**What needs to be done**
Tally every line in the data that has the word "ClipboardError" and report only the total.

*** Block opens ***

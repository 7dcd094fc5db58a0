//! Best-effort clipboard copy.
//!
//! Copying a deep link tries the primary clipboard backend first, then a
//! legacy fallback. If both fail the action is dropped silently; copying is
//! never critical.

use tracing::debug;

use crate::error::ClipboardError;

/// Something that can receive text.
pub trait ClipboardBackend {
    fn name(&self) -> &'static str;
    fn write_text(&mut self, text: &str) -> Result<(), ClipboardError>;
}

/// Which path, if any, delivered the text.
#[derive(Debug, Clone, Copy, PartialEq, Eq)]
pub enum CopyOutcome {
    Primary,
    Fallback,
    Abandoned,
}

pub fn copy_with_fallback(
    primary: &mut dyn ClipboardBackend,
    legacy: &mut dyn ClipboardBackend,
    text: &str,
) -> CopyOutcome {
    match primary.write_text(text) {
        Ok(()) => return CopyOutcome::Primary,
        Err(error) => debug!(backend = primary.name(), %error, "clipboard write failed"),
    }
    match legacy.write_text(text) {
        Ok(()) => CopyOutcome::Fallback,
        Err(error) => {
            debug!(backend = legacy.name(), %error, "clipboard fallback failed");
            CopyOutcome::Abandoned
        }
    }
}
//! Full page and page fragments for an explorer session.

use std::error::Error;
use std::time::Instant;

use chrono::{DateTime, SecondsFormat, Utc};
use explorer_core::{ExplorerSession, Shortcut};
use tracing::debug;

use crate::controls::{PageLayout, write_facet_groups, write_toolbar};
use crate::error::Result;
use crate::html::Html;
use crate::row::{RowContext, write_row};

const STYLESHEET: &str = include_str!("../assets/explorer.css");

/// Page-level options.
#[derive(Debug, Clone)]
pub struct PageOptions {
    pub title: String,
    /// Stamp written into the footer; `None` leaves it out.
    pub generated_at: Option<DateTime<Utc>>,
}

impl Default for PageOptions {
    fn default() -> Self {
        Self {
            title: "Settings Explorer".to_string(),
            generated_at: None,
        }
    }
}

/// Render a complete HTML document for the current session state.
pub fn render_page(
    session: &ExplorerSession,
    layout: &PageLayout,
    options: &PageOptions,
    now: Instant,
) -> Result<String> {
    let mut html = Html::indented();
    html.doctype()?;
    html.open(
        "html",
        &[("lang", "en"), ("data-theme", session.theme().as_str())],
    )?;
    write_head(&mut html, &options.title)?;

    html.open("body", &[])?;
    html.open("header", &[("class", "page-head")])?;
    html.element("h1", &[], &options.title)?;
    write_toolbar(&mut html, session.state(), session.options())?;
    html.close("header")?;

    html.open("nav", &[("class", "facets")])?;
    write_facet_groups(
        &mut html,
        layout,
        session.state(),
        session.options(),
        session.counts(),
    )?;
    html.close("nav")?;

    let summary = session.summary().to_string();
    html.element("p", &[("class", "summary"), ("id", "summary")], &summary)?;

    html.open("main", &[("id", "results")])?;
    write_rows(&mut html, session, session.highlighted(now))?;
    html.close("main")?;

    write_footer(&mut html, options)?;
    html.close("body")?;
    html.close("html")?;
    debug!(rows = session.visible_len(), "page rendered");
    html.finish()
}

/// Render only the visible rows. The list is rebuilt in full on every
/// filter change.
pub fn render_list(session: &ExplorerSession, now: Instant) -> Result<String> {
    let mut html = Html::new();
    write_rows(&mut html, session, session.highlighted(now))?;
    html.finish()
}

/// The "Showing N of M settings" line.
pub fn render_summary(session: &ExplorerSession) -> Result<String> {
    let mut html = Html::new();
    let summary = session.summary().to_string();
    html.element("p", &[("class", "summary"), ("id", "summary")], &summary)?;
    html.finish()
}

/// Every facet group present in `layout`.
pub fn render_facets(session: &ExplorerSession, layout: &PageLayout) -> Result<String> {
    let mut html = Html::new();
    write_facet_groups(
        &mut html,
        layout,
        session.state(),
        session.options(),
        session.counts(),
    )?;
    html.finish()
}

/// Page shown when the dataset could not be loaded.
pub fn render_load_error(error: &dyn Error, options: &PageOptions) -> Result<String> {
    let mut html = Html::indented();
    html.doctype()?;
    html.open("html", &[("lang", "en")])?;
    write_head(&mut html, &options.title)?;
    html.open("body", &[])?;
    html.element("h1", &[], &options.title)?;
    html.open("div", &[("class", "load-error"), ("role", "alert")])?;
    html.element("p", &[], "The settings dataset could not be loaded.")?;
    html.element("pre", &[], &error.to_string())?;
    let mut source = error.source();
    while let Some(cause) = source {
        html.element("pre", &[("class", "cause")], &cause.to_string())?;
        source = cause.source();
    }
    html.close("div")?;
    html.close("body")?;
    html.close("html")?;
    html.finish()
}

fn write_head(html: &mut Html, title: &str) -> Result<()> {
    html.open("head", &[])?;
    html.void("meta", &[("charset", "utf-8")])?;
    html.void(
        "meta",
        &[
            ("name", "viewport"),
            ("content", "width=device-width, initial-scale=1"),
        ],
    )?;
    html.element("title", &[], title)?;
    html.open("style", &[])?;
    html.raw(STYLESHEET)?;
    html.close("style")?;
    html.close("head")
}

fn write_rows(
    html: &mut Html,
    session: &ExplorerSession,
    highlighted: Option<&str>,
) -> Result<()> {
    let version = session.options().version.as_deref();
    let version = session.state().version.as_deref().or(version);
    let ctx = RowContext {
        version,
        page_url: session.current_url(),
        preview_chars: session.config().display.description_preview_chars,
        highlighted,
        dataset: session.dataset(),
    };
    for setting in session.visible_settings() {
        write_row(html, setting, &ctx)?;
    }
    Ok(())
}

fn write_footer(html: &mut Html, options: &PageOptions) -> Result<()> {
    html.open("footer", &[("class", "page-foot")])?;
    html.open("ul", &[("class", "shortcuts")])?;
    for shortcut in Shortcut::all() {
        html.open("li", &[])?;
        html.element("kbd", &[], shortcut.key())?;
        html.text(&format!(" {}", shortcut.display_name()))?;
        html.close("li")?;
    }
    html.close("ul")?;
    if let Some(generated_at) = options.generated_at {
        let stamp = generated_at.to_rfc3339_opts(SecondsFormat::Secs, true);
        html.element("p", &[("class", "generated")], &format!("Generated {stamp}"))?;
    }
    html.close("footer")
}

*** Block closes ***
*** Block opens ***

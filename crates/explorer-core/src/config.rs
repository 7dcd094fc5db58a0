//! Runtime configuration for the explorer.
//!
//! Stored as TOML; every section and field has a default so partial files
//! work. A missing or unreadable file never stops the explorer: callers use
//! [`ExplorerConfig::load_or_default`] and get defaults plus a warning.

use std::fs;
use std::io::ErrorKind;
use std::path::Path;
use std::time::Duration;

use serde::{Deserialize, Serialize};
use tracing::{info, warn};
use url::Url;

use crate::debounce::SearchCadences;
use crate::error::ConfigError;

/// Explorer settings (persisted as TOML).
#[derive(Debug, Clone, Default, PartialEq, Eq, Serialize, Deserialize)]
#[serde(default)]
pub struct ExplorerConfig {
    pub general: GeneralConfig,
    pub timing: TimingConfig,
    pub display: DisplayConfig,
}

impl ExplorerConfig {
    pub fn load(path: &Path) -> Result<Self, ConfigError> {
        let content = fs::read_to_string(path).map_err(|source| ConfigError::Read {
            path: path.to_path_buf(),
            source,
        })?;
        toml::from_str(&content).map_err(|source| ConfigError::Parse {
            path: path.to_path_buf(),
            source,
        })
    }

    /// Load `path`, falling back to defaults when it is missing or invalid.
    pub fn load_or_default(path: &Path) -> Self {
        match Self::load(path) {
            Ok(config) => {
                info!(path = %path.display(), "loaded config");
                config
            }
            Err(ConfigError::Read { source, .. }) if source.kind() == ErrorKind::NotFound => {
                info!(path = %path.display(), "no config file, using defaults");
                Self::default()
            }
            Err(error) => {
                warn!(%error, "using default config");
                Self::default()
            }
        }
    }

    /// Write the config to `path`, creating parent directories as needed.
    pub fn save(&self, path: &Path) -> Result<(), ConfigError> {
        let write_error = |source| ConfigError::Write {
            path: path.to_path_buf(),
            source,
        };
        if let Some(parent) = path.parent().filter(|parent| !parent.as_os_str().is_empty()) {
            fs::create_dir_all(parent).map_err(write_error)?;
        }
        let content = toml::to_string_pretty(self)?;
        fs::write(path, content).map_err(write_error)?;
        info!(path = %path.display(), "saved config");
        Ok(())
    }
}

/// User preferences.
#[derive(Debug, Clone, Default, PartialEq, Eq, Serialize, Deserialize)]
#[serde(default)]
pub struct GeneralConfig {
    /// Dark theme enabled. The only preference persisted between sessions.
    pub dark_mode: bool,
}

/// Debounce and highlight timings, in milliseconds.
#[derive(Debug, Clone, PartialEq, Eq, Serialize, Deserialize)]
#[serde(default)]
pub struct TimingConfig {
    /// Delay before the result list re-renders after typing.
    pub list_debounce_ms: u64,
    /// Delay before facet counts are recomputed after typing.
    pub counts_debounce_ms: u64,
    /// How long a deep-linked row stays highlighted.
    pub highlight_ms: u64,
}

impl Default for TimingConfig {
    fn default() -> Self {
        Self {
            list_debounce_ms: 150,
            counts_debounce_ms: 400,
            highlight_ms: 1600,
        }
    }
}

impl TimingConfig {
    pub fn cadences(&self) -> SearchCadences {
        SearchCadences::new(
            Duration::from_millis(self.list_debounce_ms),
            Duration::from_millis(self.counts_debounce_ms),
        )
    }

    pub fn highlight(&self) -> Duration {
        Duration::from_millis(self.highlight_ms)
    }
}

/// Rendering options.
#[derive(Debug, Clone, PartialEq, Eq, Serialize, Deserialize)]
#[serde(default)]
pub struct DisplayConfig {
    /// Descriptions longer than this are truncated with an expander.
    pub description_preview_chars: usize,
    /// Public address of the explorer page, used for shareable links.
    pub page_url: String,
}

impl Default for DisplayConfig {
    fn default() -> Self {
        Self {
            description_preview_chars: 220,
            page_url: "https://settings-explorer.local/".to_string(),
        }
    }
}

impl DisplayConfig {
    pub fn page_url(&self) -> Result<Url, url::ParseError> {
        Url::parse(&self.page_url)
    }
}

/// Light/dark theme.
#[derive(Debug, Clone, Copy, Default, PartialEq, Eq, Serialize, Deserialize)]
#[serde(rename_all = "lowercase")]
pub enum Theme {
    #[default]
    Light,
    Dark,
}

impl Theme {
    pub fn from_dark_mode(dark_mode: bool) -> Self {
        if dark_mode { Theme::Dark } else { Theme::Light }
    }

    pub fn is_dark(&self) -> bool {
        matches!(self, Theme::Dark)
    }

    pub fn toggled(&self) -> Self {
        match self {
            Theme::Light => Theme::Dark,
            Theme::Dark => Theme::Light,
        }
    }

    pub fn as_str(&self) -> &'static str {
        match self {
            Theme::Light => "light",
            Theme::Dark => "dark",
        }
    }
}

*** Block closes ***
*** Block opens ***

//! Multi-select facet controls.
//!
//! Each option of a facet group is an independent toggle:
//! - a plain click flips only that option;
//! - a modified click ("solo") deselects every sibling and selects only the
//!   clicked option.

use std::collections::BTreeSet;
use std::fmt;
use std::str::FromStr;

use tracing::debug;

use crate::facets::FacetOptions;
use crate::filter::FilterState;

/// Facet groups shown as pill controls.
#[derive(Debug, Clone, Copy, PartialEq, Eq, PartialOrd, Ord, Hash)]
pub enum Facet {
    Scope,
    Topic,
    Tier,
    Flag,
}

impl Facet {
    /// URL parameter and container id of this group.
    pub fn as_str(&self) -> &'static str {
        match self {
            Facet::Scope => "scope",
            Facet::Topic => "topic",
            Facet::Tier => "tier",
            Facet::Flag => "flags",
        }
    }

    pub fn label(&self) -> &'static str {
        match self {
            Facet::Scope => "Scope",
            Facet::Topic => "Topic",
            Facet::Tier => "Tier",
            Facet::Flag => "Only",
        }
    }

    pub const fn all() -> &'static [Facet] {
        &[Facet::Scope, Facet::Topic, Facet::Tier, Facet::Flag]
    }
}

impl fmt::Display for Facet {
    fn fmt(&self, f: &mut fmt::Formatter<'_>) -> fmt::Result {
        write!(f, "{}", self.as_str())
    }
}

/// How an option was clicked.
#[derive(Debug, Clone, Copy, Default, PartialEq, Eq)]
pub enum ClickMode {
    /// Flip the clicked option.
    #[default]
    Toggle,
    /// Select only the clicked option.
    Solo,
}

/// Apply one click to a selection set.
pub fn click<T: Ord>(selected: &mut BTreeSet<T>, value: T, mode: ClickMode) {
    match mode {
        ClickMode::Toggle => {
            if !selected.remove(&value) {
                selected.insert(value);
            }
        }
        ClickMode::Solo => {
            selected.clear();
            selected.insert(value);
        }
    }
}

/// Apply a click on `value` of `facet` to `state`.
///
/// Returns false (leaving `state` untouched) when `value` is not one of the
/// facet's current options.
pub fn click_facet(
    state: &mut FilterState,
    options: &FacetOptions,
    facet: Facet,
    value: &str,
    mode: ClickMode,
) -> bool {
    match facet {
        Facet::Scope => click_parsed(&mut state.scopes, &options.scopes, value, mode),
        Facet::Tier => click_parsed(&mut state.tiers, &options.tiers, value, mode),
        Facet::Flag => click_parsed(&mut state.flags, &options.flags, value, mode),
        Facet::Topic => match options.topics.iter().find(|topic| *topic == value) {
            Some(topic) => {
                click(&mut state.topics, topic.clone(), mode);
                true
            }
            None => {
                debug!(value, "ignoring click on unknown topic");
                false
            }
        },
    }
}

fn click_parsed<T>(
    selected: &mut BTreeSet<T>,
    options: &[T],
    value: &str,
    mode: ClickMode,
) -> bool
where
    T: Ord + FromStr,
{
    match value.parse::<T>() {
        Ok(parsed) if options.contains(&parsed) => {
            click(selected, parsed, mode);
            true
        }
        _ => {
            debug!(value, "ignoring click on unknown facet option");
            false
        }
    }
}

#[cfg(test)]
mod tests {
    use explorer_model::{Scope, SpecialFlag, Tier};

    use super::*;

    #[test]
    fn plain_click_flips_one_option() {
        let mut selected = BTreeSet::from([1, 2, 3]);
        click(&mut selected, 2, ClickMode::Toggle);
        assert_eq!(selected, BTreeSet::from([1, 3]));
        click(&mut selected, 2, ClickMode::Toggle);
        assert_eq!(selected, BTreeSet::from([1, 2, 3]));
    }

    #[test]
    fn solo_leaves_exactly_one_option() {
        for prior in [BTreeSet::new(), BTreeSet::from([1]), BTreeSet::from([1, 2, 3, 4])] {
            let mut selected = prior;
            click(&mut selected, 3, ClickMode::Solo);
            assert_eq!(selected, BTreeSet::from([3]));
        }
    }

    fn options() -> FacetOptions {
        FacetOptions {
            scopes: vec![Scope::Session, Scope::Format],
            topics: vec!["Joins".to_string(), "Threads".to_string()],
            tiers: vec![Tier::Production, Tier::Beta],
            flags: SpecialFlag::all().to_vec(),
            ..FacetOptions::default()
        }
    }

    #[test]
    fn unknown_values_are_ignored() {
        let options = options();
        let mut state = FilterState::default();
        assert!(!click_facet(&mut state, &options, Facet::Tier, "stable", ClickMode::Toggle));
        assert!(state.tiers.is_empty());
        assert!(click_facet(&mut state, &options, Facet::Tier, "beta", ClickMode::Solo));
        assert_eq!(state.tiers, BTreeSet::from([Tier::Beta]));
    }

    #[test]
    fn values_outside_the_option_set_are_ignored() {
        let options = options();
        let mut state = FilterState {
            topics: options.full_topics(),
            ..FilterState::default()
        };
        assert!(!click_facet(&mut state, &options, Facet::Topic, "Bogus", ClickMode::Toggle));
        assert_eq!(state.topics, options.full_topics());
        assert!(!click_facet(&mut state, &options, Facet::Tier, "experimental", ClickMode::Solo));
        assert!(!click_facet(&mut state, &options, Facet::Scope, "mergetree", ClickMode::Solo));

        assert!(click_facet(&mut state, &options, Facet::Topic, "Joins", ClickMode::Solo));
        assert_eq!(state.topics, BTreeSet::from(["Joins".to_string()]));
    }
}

*** Block closes ***

**Answer box**
2